-- Material to process follows --
//! Application identifiers and definitions
//!
//! Every backend is known by a composite name of the form
//! `@scope/name@vVERSION`. The composite name is the key of the
//! application set, the process name handed to the supervisor and the
//! suffix of the per-application health endpoint.

use serde::{Deserialize, Deserializer, Serialize, Serializer};
use std::fmt;

/// Decomposed form of a composite application name
#[derive(Debug, Clone, PartialEq, Eq, Hash)]
pub struct AppIdentifier {
    pub scope: String,
    pub name: String,
    pub version: String,
}

/// Error returned when a composite name does not follow `@scope/name@vVERSION`
#[derive(Debug, Clone, PartialEq, Eq, thiserror::Error)]
#[error("invalid application name '{0}': expected @scope/name@vVERSION")]
pub struct InvalidAppName(pub String);

impl AppIdentifier {
    pub fn new(
        scope: impl Into<String>,
        name: impl Into<String>,
        version: impl Into<String>,
    ) -> Self {
        Self {
            scope: scope.into(),
            name: name.into(),
            version: version.into(),
        }
    }

    /// Parse a composite name into its scope, name and version
    pub fn parse(composite: &str) -> Result<Self, InvalidAppName> {
        let invalid = || InvalidAppName(composite.to_string());

        let rest = composite.strip_prefix('@').ok_or_else(invalid)?;
        let (scope, rest) = rest.split_once('/').ok_or_else(invalid)?;
        let (name, version) = rest.split_once('@').ok_or_else(invalid)?;
        let version = version.strip_prefix('v').ok_or_else(invalid)?;

        let valid_segment = |s: &str| !s.is_empty() && !s.contains(|c| c == '@' || c == '/');
        if !valid_segment(scope) || !valid_segment(name) || !valid_segment(version) {
            return Err(invalid());
        }

        Ok(Self::new(scope, name, version))
    }

    /// The identity shared by every version of an application
    pub fn base_name(&self) -> String {
        format!("{}/{}", self.scope, self.name)
    }

    pub fn composite(&self) -> String {
        self.to_string()
    }
}

impl fmt::Display for AppIdentifier {
    fn fmt(&self, f: &mut fmt::Formatter<'_>) -> fmt::Result {
        write!(f, "@{}/{}@v{}", self.scope, self.name, self.version)
    }
}

/// Definition of a backend as it is registered with the gateway
///
/// `port` is `None` until the port allocator assigns one. On the wire an
/// absent or negative port means "unassigned".
#[derive(Debug, Clone, PartialEq, Eq, Serialize, Deserialize)]
pub struct AppDefinition {
    /// Composite name (`@scope/name@vVERSION`)
    pub name: String,
    /// Absolute path of the script the supervisor launches
    pub script: String,
    #[serde(
        default,
        serialize_with = "serialize_port",
        deserialize_with = "deserialize_port"
    )]
    pub port: Option<u16>,
    /// URL prefix routed to this backend; empty routes the root
    #[serde(default)]
    pub path: String,
}

impl AppDefinition {
    pub fn new(name: impl Into<String>, script: impl Into<String>, port: u16, path: impl Into<String>) -> Self {
        Self {
            name: name.into(),
            script: script.into(),
            port: Some(port),
            path: path.into(),
        }
    }

    /// Definition produced by discovery, before a port is allocated
    pub fn unassigned(name: impl Into<String>, script: impl Into<String>, path: impl Into<String>) -> Self {
        Self {
            name: name.into(),
            script: script.into(),
            port: None,
            path: path.into(),
        }
    }

    pub fn with_port(mut self, port: u16) -> Self {
        self.port = Some(port);
        self
    }

    pub fn identifier(&self) -> Result<AppIdentifier, InvalidAppName> {
        AppIdentifier::parse(&self.name)
    }

    /// Base name, falling back to the raw composite name when it cannot be parsed
    pub fn base_name(&self) -> String {
        self.identifier()
            .map(|id| id.base_name())
            .unwrap_or_else(|_| self.name.clone())
    }

    pub fn version(&self) -> Option<String> {
        self.identifier().ok().map(|id| id.version)
    }

    /// Same name, port and path. The script is not part of the identity.
    pub fn is_same_definition(&self, other: &AppDefinition) -> bool {
        self.name == other.name && self.port == other.port && self.path == other.path
    }

    /// Same base name but a different version
    pub fn is_other_version_of(&self, other: &AppDefinition) -> bool {
        match (self.identifier(), other.identifier()) {
            (Ok(a), Ok(b)) => a.base_name() == b.base_name() && a.version != b.version,
            _ => false,
        }
    }

    /// Port formatted for log and error messages (`-1` when unassigned)
    pub fn port_display(&self) -> String {
        self.port.map(|p| p.to_string()).unwrap_or_else(|| "-1".to_string())
    }
}

fn serialize_port<S: Serializer>(port: &Option<u16>, serializer: S) -> Result<S::Ok, S::Error> {
    match port {
        Some(p) => serializer.serialize_i64(i64::from(*p)),
        None => serializer.serialize_i64(-1),
    }
}

fn deserialize_port<'de, D: Deserializer<'de>>(deserializer: D) -> Result<Option<u16>, D::Error> {
    let raw = Option::<i64>::deserialize(deserializer)?;
    match raw {
        None => Ok(None),
        Some(p) if p < 0 => Ok(None),
        Some(p) => u16::try_from(p)
            .map(Some)
            .map_err(|_| serde::de::Error::custom(format!("port {} is out of range", p))),
    }
}

#[cfg(test)]
mod tests {
    use super::*;

    #[test]
    fn test_parse_composite_name() {
        let id = AppIdentifier::parse("@ck/demo-app@v0.1.0").unwrap();
        assert_eq!(id.scope, "ck");
        assert_eq!(id.name, "demo-app");
        assert_eq!(id.version, "0.1.0");
        assert_eq!(id.base_name(), "ck/demo-app");
    }

    #[test]
    fn test_compose_round_trip() {
        for (name, version) in [("svc", "1"), ("home", "0.1.0"), ("a-b_c", "2.0.0-rc.1")] {
            let id = AppIdentifier::new("ck", name, version);
            let composite = id.composite();
            let parsed = AppIdentifier::parse(&composite).unwrap();
            assert_eq!(parsed, id);
            assert_eq!(parsed.composite(), composite);
        }
    }

    #[test]
    fn test_parse_rejects_malformed_names() {
        for bad in [
            "",
            "svc",
            "ck/svc@v1",
            "@ck/svc",
            "@ck/svc@1",
            "@/svc@v1",
            "@ck/@v1",
            "@ck/svc@v",
            "@ck/svc@v1@v2",
            "@ck/nested/svc@v1",
        ] {
            assert!(AppIdentifier::parse(bad).is_err(), "expected '{}' to be rejected", bad);
        }
    }

    #[test]
    fn test_same_definition_ignores_script() {
        let a = AppDefinition::new("@ck/svc@v1", "/a/server.js", 7000, "/svc");
        let b = AppDefinition::new("@ck/svc@v1", "/b/server.js", 7000, "/svc");
        assert!(a.is_same_definition(&b));

        let c = AppDefinition::new("@ck/svc@v1", "/a/server.js", 7001, "/svc");
        assert!(!a.is_same_definition(&c));
    }

    #[test]
    fn test_other_version_of() {
        let v1 = AppDefinition::new("@ck/svc@v1", "s", 7000, "/svc");
        let v2 = AppDefinition::new("@ck/svc@v2", "s", 7001, "/svc");
        let other = AppDefinition::new("@ck/other@v2", "s", 7002, "/other");
        assert!(v1.is_other_version_of(&v2));
        assert!(!v1.is_other_version_of(&v1));
        assert!(!v2.is_other_version_of(&other));
    }

    #[test]
    fn test_definition_json_wire_format() {
        let json = r#"{"name":"@ck/svc@v1","script":"./server.js","port":7000,"path":"/svc"}"#;
        let def: AppDefinition = serde_json::from_str(json).unwrap();
        assert_eq!(def.port, Some(7000));
        assert_eq!(def.path, "/svc");

        let unassigned: AppDefinition =
            serde_json::from_str(r#"{"name":"@ck/svc@v1","script":"s","port":-1,"path":""}"#).unwrap();
        assert_eq!(unassigned.port, None);
        assert_eq!(serde_json::to_value(&unassigned).unwrap()["port"], -1);

        let too_big = serde_json::from_str::<AppDefinition>(
            r#"{"name":"@ck/svc@v1","script":"s","port":70000,"path":""}"#,
        );
        assert!(too_big.is_err());
    }
}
-- Material to process concluded --
▶ The problem:
Set down, exactly as written, each line of the data from its opening line through the one containing "let rest = composite.strip_prefix('@').ok_or_else(invalid)?;". Output nothing more.

▶ Task answer:
//! Application identifiers and definitions
//!
//! Every backend is known by a composite name of the form
//! `@scope/name@vVERSION`. The composite name is the key of the
//! application set, the process name handed to the supervisor and the
//! suffix of the per-application health endpoint.

use serde::{Deserialize, Deserializer, Serialize, Serializer};
use std::fmt;

/// Decomposed form of a composite application name
#[derive(Debug, Clone, PartialEq, Eq, Hash)]
pub struct AppIdentifier {
    pub scope: String,
    pub name: String,
    pub version: String,
}

/// Error returned when a composite name does not follow `@scope/name@vVERSION`
#[derive(Debug, Clone, PartialEq, Eq, thiserror::Error)]
#[error("invalid application name '{0}': expected @scope/name@vVERSION")]
pub struct InvalidAppName(pub String);

impl AppIdentifier {
    pub fn new(
        scope: impl Into<String>,
        name: impl Into<String>,
        version: impl Into<String>,
    ) -> Self {
        Self {
            scope: scope.into(),
            name: name.into(),
            version: version.into(),
        }
    }

    /// Parse a composite name into its scope, name and version
    pub fn parse(composite: &str) -> Result<Self, InvalidAppName> {
        let invalid = || InvalidAppName(composite.to_string());

        let rest = composite.strip_prefix('@').ok_or_else(invalid)?;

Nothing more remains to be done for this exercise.